◆ YOUR GOAL: Look through the entries below. Report each line that has the word "actor" in it.

━━━ DATA UNDER STUDY

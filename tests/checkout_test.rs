mod common;

use box_office::domain::booking::BookingStatus;
use box_office::domain::discount::DiscountKind;
use box_office::domain::error::{BookingError, DiscountError};
use box_office::domain::money::MoneyAmount;
use box_office::domain::payment::PaymentStatus;
use common::*;
use std::sync::atomic::Ordering;

// ── 1. last_ticket_goes_to_first_buyer ─────────────────────────────────────
// One tier, stock 1, price 1000. A takes it while still unpaid; B is told
// inventory is exhausted and no ticket rows are written for B.

#[tokio::test]
async fn last_ticket_goes_to_first_buyer() {
    let w = World::new();
    let front_row = w.add_tier("Front Row", 1000, 1);
    let bob = w.add_customer("Bob");
    let checkout = w.checkout_service();

    let a = checkout
        .try_checkout(&w.request(&[(front_row.id, 1)], None), w.now)
        .await
        .unwrap();
    let b = checkout
        .try_checkout(&w.request_for(bob.id, &[(front_row.id, 1)], None), w.now)
        .await;

    assert!(
        matches!(
            b,
            Err(BookingError::InventoryExhausted { requested: 1, available: 0, .. })
        ),
        "got {b:?}"
    );
    assert_eq!(w.store.issued_for_tier(front_row.id), 1);
    assert_eq!(w.store.tickets_for(a.booking_id).len(), 1);
    assert_eq!(w.store.bookings().len(), 1);
}

// ── 2. successful_checkout_leaves_pending_booking ──────────────────────────

#[tokio::test]
async fn successful_checkout_leaves_pending_booking() {
    let w = World::new();
    let tier = w.add_tier("General", 2500, 100);

    let receipt = w.reserve(&[(tier.id, 3)]).await;

    let booking = w.store.booking(receipt.booking_id).unwrap();
    assert_eq!(booking.status, BookingStatus::Pending);
    assert_eq!(booking.total.cents(), 7500);
    assert!(booking.reserved_until > w.now);
    assert_eq!(booking.reference.as_str(), receipt.reference);

    let tickets = w.store.tickets_for(receipt.booking_id);
    assert_eq!(tickets.len(), 3);
    assert!(tickets.iter().all(|t| !t.is_paid && t.qr_ref.is_none()));

    let payment = w.store.payment(receipt.booking_id).unwrap();
    assert_eq!(payment.status, PaymentStatus::Pending);
    assert_eq!(payment.transaction_id, transaction_for(receipt.booking_id));
    assert_eq!(payment.money.amount().cents(), 7500);
    assert!(receipt.client_secret.ends_with("_secret"));

    // customer ref cached after the first checkout
    let customer = w.store.customer(w.customer.id).unwrap();
    assert!(customer.payment_customer_ref.is_some());
    w.reserve(&[(tier.id, 1)]).await;
    assert_eq!(w.gateway.customers_created.load(Ordering::SeqCst), 1);

    assert_eq!(w.store.audit_for(receipt.booking_id)[0].action, "created");
}

// ── 3. single_use_discount_is_consumed_once ────────────────────────────────

#[tokio::test]
async fn single_use_discount_is_consumed_once() {
    let w = World::new();
    let tier = w.add_tier("General", 1000, 100);
    let save10 = w.add_discount("SAVE10", DiscountKind::Percent(10), Some(1));
    let checkout = w.checkout_service();

    let first = checkout
        .try_checkout(&w.request(&[(tier.id, 1)], Some("SAVE10")), w.now)
        .await
        .unwrap();
    assert_eq!(first.quote.total.cents(), 900);
    assert_eq!(w.store.discount(save10.id).unwrap().used_count, 1);

    let second = checkout
        .try_checkout(&w.request(&[(tier.id, 1)], Some("SAVE10")), w.now)
        .await;
    assert!(
        matches!(second, Err(BookingError::Discount(DiscountError::LimitReached))),
        "got {second:?}"
    );
    assert_eq!(w.store.discount(save10.id).unwrap().used_count, 1);
    assert_eq!(w.store.bookings().len(), 1);
}

// ── 4. unknown_code_fails_whole_checkout ───────────────────────────────────

#[tokio::test]
async fn unknown_code_fails_whole_checkout() {
    let w = World::new();
    let tier = w.add_tier("General", 1000, 100);

    let result = w
        .checkout_service()
        .try_checkout(&w.request(&[(tier.id, 2)], Some("NOPE")), w.now)
        .await;

    assert!(matches!(result, Err(BookingError::Discount(DiscountError::NotFound))));
    assert!(w.store.bookings().is_empty());
    assert_eq!(w.store.issued_for_tier(tier.id), 0);
    assert_eq!(w.gateway.intents_created.load(Ordering::SeqCst), 0);
}

// ── 5. gateway_failure_releases_reservation ────────────────────────────────
// Intent creation fails after the reservation is written. The booking is
// expired, its tickets are freed and the discount use is handed back.

#[tokio::test]
async fn gateway_failure_releases_reservation() {
    let w = World::new();
    let tier = w.add_tier("General", 1000, 5);
    let promo = w.add_discount("PROMO", DiscountKind::Percent(50), Some(10));
    w.gateway.fail_intents.store(true, Ordering::SeqCst);

    let result = w
        .checkout_service()
        .try_checkout(&w.request(&[(tier.id, 2)], Some("PROMO")), w.now)
        .await;
    assert!(matches!(result, Err(BookingError::Gateway(_))));

    let bookings = w.store.bookings();
    assert_eq!(bookings.len(), 1);
    let booking = &bookings[0];
    assert_eq!(booking.status, BookingStatus::Expired);
    assert!(w.store.tickets_for(booking.id).is_empty());
    assert_eq!(w.store.issued_for_tier(tier.id), 0);
    assert_eq!(w.store.discount(promo.id).unwrap().used_count, 0);
    assert!(w.store.payment(booking.id).is_none());

    // stock is usable again once the gateway recovers
    w.gateway.fail_intents.store(false, Ordering::SeqCst);
    w.reserve(&[(tier.id, 5)]).await;
    assert_eq!(w.store.issued_for_tier(tier.id), 5);
}

// ── 6. per_order_limits_and_inactive_tiers ─────────────────────────────────

#[tokio::test]
async fn per_order_limits_and_inactive_tiers() {
    let w = World::new();
    let limited = w.add_tier_with("VIP", 10_000, 50, |t| t.max_per_order = Some(4));
    let retired = w.add_tier_with("Early Bird", 500, 50, |t| t.active = false);
    let checkout = w.checkout_service();

    let too_many = checkout
        .try_checkout(&w.request(&[(limited.id, 3), (limited.id, 2)], None), w.now)
        .await;
    match too_many {
        Err(BookingError::Validation(msg)) => assert!(msg.contains("at most 4"), "{msg}"),
        other => panic!("expected validation error, got {other:?}"),
    }

    let inactive = checkout
        .try_checkout(&w.request(&[(retired.id, 1)], None), w.now)
        .await;
    match inactive {
        Err(BookingError::Validation(msg)) => assert!(msg.contains("not on sale"), "{msg}"),
        other => panic!("expected validation error, got {other:?}"),
    }

    let zero = checkout
        .try_checkout(&w.request(&[(limited.id, 0)], None), w.now)
        .await;
    assert!(matches!(zero, Err(BookingError::Validation(_))));
    assert!(w.store.bookings().is_empty());
}

// ── 7. discount_arithmetic ─────────────────────────────────────────────────
// 10% off 1000 is 900. A fixed 200 off two 150 tickets leaves 100.

#[tokio::test]
async fn discount_arithmetic() {
    let w = World::new();
    let general = w.add_tier("General", 1000, 100);
    let cheap = w.add_tier("Standing", 150, 100);
    w.add_discount("TENOFF", DiscountKind::Percent(10), None);
    w.add_discount(
        "FLAT200",
        DiscountKind::Amount(MoneyAmount::new(200).unwrap()),
        None,
    );
    let checkout = w.checkout_service();

    let pct = checkout
        .try_checkout(&w.request(&[(general.id, 1)], Some("tenoff")), w.now)
        .await
        .unwrap();
    assert_eq!(pct.quote.subtotal.cents(), 1000);
    assert_eq!(pct.quote.discount.cents(), 100);
    assert_eq!(pct.quote.total.cents(), 900);

    // two Standing tickets: 300 - 200
    let flat = checkout
        .try_checkout(&w.request(&[(cheap.id, 2)], Some("FLAT200")), w.now)
        .await
        .unwrap();
    assert_eq!(flat.quote.discount.cents(), 200);
    assert_eq!(flat.quote.total.cents(), 100);
    assert_eq!(w.store.payment(flat.booking_id).unwrap().money.amount().cents(), 100);
}

// ── 7b. free_orders_are_rejected_before_reserving ──────────────────────────
// A fixed 200 off a 150 order caps the discount at 150, leaving nothing to
// charge. No booking is written and the code stays unused.

#[tokio::test]
async fn free_orders_are_rejected_before_reserving() {
    let w = World::new();
    let cheap = w.add_tier("Standing", 150, 100);
    let flat = w.add_discount(
        "FLAT200",
        DiscountKind::Amount(MoneyAmount::new(200).unwrap()),
        Some(5),
    );
    w.add_discount("ONTHEHOUSE", DiscountKind::Percent(100), None);
    let checkout = w.checkout_service();

    for code in ["FLAT200", "ONTHEHOUSE"] {
        let result = checkout
            .try_checkout(&w.request(&[(cheap.id, 1)], Some(code)), w.now)
            .await;
        match result {
            Err(BookingError::Validation(msg)) => assert!(msg.contains("total is zero"), "{msg}"),
            other => panic!("expected zero-total rejection for {code}, got {other:?}"),
        }
    }

    assert!(w.store.bookings().is_empty());
    assert_eq!(w.store.issued_for_tier(cheap.id), 0);
    assert_eq!(w.store.discount(flat.id).unwrap().used_count, 0);
    assert_eq!(w.gateway.intents_created.load(Ordering::SeqCst), 0);

    let response = checkout
        .process_checkout(&w.request(&[(cheap.id, 1)], Some("FLAT200")), w.now)
        .await;
    assert!(!response.success);
    assert!(!response.internal_failure);
}

// ── 8. event_gates ─────────────────────────────────────────────────────────

#[tokio::test]
async fn sold_out_event_is_rejected_up_front() {
    let w = World::new();
    let tier = w.add_tier("General", 1000, 2);
    w.reserve(&[(tier.id, 2)]).await;

    let result = w
        .checkout_service()
        .try_checkout(&w.request(&[(tier.id, 1)], None), w.now)
        .await;
    match result {
        Err(BookingError::InventoryExhausted {
            tier_id,
            requested,
            available,
        }) => {
            assert_eq!(tier_id, tier.id);
            assert_eq!(requested, 1);
            assert_eq!(available, 0);
        }
        other => panic!("expected inventory exhausted, got {other:?}"),
    }
    assert_eq!(w.store.issued_for_tier(tier.id), 2);
}

#[tokio::test]
async fn event_without_tiers_is_rejected() {
    let w = World::new();

    let result = w
        .checkout_service()
        .try_checkout(&w.request(&[(uuid::Uuid::new_v4(), 1)], None), w.now)
        .await;
    match result {
        Err(BookingError::Validation(msg)) => assert!(msg.contains("no price tiers"), "{msg}"),
        other => panic!("expected no price tiers, got {other:?}"),
    }
    assert!(w.store.bookings().is_empty());
}

#[tokio::test]
async fn unknown_event_and_customer() {
    let w = World::new();
    let tier = w.add_tier("General", 1000, 10);
    let checkout = w.checkout_service();

    let mut request = w.request(&[(tier.id, 1)], None);
    request.event_id = uuid::Uuid::new_v4();
    assert!(matches!(
        checkout.try_checkout(&request, w.now).await,
        Err(BookingError::NotFound(_))
    ));

    let stranger = w.request_for(uuid::Uuid::new_v4(), &[(tier.id, 1)], None);
    assert!(matches!(
        checkout.try_checkout(&stranger, w.now).await,
        Err(BookingError::NotFound(_))
    ));
    assert!(w.store.bookings().is_empty());
}

// ── 9. process_checkout_response ───────────────────────────────────────────

#[tokio::test]
async fn process_checkout_reports_structured_outcome() {
    let w = World::new();
    let tier = w.add_tier("General", 1200, 10);
    let checkout = w.checkout_service();

    let ok = checkout
        .process_checkout(&w.request(&[(tier.id, 2)], None), w.now)
        .await;
    assert!(ok.success);
    assert!(ok.booking_id.is_some());
    assert!(ok.client_secret.is_some());
    assert_eq!(ok.total.map(|t| t.cents()), Some(2400));

    let rejected = checkout
        .process_checkout(&w.request(&[(tier.id, 2)], Some("MISSING")), w.now)
        .await;
    assert!(!rejected.success);
    assert!(!rejected.internal_failure);
    assert!(rejected.booking_id.is_none());
    assert!(!rejected.message.is_empty());

    w.gateway.fail_intents.store(true, Ordering::SeqCst);
    let failed = checkout
        .process_checkout(&w.request(&[(tier.id, 1)], None), w.now)
        .await;
    assert!(!failed.success);
    assert!(failed.internal_failure);
    assert!(!failed.message.contains("card network"));
}
use {crate::domain::audit::NewAuditEntry, crate::domain::error::BookingError};

pub async fn insert_audit_entry(
    tx: &mut sqlx::Transaction<'_, sqlx::Postgres>,
    entry: &NewAuditEntry,
) -> Result<(), BookingError> {
    sqlx::query(
        r#"
        INSERT INTO audit_log (id, entity_type, entity_id, action, actor, detail)
        VALUES ($1, $2, $3, $4, $5, $6)
        "#,
    )
    .bind(entry.id)
    .bind(&entry.entity_type)
    .bind(entry.entity_id)
    .bind(&entry.action)
    .bind(&entry.actor)
    .bind(&entry.detail)
    .execute(&mut **tx)
    .await?;

    Ok(())
}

━━━━━━

◆ WORKED SOLUTION:
        INSERT INTO audit_log (id, entity_type, entity_id, action, actor, detail)
    .bind(&entry.actor)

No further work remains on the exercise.